*** Block opens ***

#![no_main]

//! Fuzz target for method body decoding
//!
//! Arbitrary bytes must decode to instructions or a `DecodeError`, and
//! walking them must terminate, never panic.

use arbitrary::Arbitrary;
use dependency_validator::{
    CallGraphWalker, CilDecoder, Closure, FieldInfo, GenericContext, ImageBuilder, InstructionDecoder,
    ResolveCallDetector, ResolveEntryPoint, TypeKind, TypeRef, Value, WalkOptions,
};
use libfuzzer_sys::fuzz_target;

#[derive(Debug, Arbitrary)]
struct Input {
    body: Vec<u8>,
    helper_body: Vec<u8>,
    max_depth: u8,
    memoize: bool,
    bind_field: bool,
}

fuzz_target!(|input: Input| {
    let mut image = ImageBuilder::new();
    let module = image.module("Fuzz");

    // A few symbols so that some operand bytes resolve
    let resolve = image
        .method(module, TypeRef::class("Injector", "ResolutionExtensions"), "Resolve")
        .generic(1)
        .returns(TypeRef::method_param(0))
        .define();
    let _ = image.generic_method_token(module, resolve, Vec::new(), vec![TypeRef::interface("Fuzz", "IService")]);
    let owner = TypeRef::named("Fuzz", "<>c", TypeKind::Class);
    let action = TypeRef::delegate("System", "Action", Vec::new());
    let _ = image.field_token(module, FieldInfo::new(owner.clone(), "callback", action));
    let _ = image.string_token(module, "fuzz");

    let helper = image
        .method(module, owner.clone(), "Helper")
        .instance()
        .body(input.helper_body)
        .define();
    let _ = image.method_token(module, helper);
    let entry = image
        .method(module, owner.clone(), "Entry")
        .instance()
        .body(input.body)
        .define();
    let _ = image.method_token(module, entry);

    let target = image.object(owner);
    if input.bind_field {
        let _ = image.set_field(target, "callback", Value::Closure(Closure::new(helper, Some(target))));
    }
    let image = image.build();

    let _ = CilDecoder::new(&image).decode(entry, &GenericContext::default());

    let options = WalkOptions::new(usize::from(input.max_depth % 64) + 1, input.memoize);
    let walker = CallGraphWalker::new(&image).with_options(options);
    let _ = ResolveCallDetector::collect(&ResolveEntryPoint::default(), &walker, Closure::new(entry, Some(target)));
});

*** Block closes ***

▶ Work request: Which of the lines in the material above contain "must"? Copy each one out.

▶ The answer:
//! Arbitrary bytes must decode to instructions or a `DecodeError`, and
//! walking them must terminate, never panic.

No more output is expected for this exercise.